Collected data
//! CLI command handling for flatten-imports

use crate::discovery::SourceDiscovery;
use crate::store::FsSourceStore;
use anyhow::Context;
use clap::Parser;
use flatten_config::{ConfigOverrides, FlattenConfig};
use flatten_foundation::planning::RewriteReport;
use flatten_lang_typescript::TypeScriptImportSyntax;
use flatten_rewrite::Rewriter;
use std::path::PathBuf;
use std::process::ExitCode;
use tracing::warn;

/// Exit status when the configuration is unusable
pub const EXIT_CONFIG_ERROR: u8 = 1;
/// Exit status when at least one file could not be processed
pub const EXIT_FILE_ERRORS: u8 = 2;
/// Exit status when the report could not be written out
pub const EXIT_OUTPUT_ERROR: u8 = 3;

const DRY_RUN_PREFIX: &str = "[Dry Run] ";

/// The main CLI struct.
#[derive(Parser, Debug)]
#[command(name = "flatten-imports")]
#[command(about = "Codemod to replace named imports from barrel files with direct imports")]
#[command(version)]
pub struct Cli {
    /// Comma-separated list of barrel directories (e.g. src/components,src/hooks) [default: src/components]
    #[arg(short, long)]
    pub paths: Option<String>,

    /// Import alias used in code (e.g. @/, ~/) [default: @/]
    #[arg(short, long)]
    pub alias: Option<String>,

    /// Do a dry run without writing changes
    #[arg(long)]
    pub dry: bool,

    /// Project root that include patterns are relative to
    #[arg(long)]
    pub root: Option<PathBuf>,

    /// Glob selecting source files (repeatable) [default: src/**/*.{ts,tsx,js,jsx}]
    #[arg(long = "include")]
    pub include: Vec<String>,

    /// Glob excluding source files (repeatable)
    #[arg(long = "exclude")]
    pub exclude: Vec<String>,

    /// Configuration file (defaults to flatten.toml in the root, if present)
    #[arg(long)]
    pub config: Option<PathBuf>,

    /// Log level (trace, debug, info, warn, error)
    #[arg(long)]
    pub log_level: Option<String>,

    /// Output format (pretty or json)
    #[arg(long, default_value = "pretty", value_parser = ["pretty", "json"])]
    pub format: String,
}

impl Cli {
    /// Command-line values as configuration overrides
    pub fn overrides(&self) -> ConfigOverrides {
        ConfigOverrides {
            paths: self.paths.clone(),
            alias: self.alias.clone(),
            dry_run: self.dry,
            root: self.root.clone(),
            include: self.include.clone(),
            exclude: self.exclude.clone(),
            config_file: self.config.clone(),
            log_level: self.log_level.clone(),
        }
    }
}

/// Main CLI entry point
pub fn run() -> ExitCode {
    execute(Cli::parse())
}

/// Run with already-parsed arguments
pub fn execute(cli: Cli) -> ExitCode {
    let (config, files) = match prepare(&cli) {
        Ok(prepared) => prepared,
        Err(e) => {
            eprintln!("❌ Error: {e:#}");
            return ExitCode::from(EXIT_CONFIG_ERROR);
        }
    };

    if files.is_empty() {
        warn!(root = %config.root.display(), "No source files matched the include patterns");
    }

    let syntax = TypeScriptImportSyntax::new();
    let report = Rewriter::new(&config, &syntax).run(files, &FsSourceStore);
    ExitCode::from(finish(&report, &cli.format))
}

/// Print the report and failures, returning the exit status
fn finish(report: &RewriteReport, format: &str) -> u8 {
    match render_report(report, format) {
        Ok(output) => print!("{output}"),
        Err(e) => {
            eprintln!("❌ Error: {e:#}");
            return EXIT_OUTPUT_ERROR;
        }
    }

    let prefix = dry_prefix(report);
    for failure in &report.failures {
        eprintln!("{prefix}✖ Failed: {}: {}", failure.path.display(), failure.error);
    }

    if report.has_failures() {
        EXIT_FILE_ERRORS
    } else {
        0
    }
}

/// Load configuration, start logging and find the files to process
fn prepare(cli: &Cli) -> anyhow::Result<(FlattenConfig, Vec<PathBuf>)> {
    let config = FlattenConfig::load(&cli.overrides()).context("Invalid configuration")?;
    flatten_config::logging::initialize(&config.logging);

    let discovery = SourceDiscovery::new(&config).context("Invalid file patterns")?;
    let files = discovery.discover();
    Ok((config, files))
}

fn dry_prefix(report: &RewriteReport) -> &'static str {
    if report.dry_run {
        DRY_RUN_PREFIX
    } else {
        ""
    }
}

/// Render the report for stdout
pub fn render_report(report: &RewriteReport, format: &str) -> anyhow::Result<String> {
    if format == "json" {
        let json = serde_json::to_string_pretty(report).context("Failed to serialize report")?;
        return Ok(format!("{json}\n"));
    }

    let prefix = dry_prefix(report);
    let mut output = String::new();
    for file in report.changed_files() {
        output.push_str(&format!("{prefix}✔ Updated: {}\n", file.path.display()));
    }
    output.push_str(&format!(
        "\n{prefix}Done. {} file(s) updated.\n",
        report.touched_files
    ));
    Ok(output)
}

About this task
Exact copies of all the entries above should be returned.

Answer section
//! CLI command handling for flatten-imports

use crate::discovery::SourceDiscovery;
use crate::store::FsSourceStore;
use anyhow::Context;
use clap::Parser;
use flatten_config::{ConfigOverrides, FlattenConfig};
use flatten_foundation::planning::RewriteReport;
use flatten_lang_typescript::TypeScriptImportSyntax;
use flatten_rewrite::Rewriter;
use std::path::PathBuf;
use std::process::ExitCode;
use tracing::warn;

/// Exit status when the configuration is unusable
pub const EXIT_CONFIG_ERROR: u8 = 1;
/// Exit status when at least one file could not be processed
pub const EXIT_FILE_ERRORS: u8 = 2;
/// Exit status when the report could not be written out
pub const EXIT_OUTPUT_ERROR: u8 = 3;

const DRY_RUN_PREFIX: &str = "[Dry Run] ";

/// The main CLI struct.
#[derive(Parser, Debug)]
#[command(name = "flatten-imports")]
#[command(about = "Codemod to replace named imports from barrel files with direct imports")]
#[command(version)]
pub struct Cli {
    /// Comma-separated list of barrel directories (e.g. src/components,src/hooks) [default: src/components]
    #[arg(short, long)]
    pub paths: Option<String>,

    /// Import alias used in code (e.g. @/, ~/) [default: @/]
    #[arg(short, long)]
    pub alias: Option<String>,

    /// Do a dry run without writing changes
    #[arg(long)]
    pub dry: bool,

    /// Project root that include patterns are relative to
    #[arg(long)]
    pub root: Option<PathBuf>,

    /// Glob selecting source files (repeatable) [default: src/**/*.{ts,tsx,js,jsx}]
    #[arg(long = "include")]
    pub include: Vec<String>,

    /// Glob excluding source files (repeatable)
    #[arg(long = "exclude")]
    pub exclude: Vec<String>,

    /// Configuration file (defaults to flatten.toml in the root, if present)
    #[arg(long)]
    pub config: Option<PathBuf>,

    /// Log level (trace, debug, info, warn, error)
    #[arg(long)]
    pub log_level: Option<String>,

    /// Output format (pretty or json)
    #[arg(long, default_value = "pretty", value_parser = ["pretty", "json"])]
    pub format: String,
}

impl Cli {
    /// Command-line values as configuration overrides
    pub fn overrides(&self) -> ConfigOverrides {
        ConfigOverrides {
            paths: self.paths.clone(),
            alias: self.alias.clone(),
            dry_run: self.dry,
            root: self.root.clone(),
            include: self.include.clone(),
            exclude: self.exclude.clone(),
            config_file: self.config.clone(),
            log_level: self.log_level.clone(),
        }
    }
}

/// Main CLI entry point
pub fn run() -> ExitCode {
    execute(Cli::parse())
}

/// Run with already-parsed arguments
pub fn execute(cli: Cli) -> ExitCode {
    let (config, files) = match prepare(&cli) {
        Ok(prepared) => prepared,
        Err(e) => {
            eprintln!("❌ Error: {e:#}");
            return ExitCode::from(EXIT_CONFIG_ERROR);
        }
    };

    if files.is_empty() {
        warn!(root = %config.root.display(), "No source files matched the include patterns");
    }

    let syntax = TypeScriptImportSyntax::new();
    let report = Rewriter::new(&config, &syntax).run(files, &FsSourceStore);
    ExitCode::from(finish(&report, &cli.format))
}

/// Print the report and failures, returning the exit status
fn finish(report: &RewriteReport, format: &str) -> u8 {
    match render_report(report, format) {
        Ok(output) => print!("{output}"),
        Err(e) => {
            eprintln!("❌ Error: {e:#}");
            return EXIT_OUTPUT_ERROR;
        }
    }

    let prefix = dry_prefix(report);
    for failure in &report.failures {
        eprintln!("{prefix}✖ Failed: {}: {}", failure.path.display(), failure.error);
    }

    if report.has_failures() {
        EXIT_FILE_ERRORS
    } else {
        0
    }
}

/// Load configuration, start logging and find the files to process
fn prepare(cli: &Cli) -> anyhow::Result<(FlattenConfig, Vec<PathBuf>)> {
    let config = FlattenConfig::load(&cli.overrides()).context("Invalid configuration")?;
    flatten_config::logging::initialize(&config.logging);

    let discovery = SourceDiscovery::new(&config).context("Invalid file patterns")?;
    let files = discovery.discover();
    Ok((config, files))
}

fn dry_prefix(report: &RewriteReport) -> &'static str {
    if report.dry_run {
        DRY_RUN_PREFIX
    } else {
        ""
    }
}

/// Render the report for stdout
pub fn render_report(report: &RewriteReport, format: &str) -> anyhow::Result<String> {
    if format == "json" {
        let json = serde_json::to_string_pretty(report).context("Failed to serialize report")?;
        return Ok(format!("{json}\n"));
    }

    let prefix = dry_prefix(report);
    let mut output = String::new();
    for file in report.changed_files() {
        output.push_str(&format!("{prefix}✔ Updated: {}\n", file.path.display()));
    }
    output.push_str(&format!(
        "\n{prefix}Done. {} file(s) updated.\n",
        report.touched_files
    ));
    Ok(output)
}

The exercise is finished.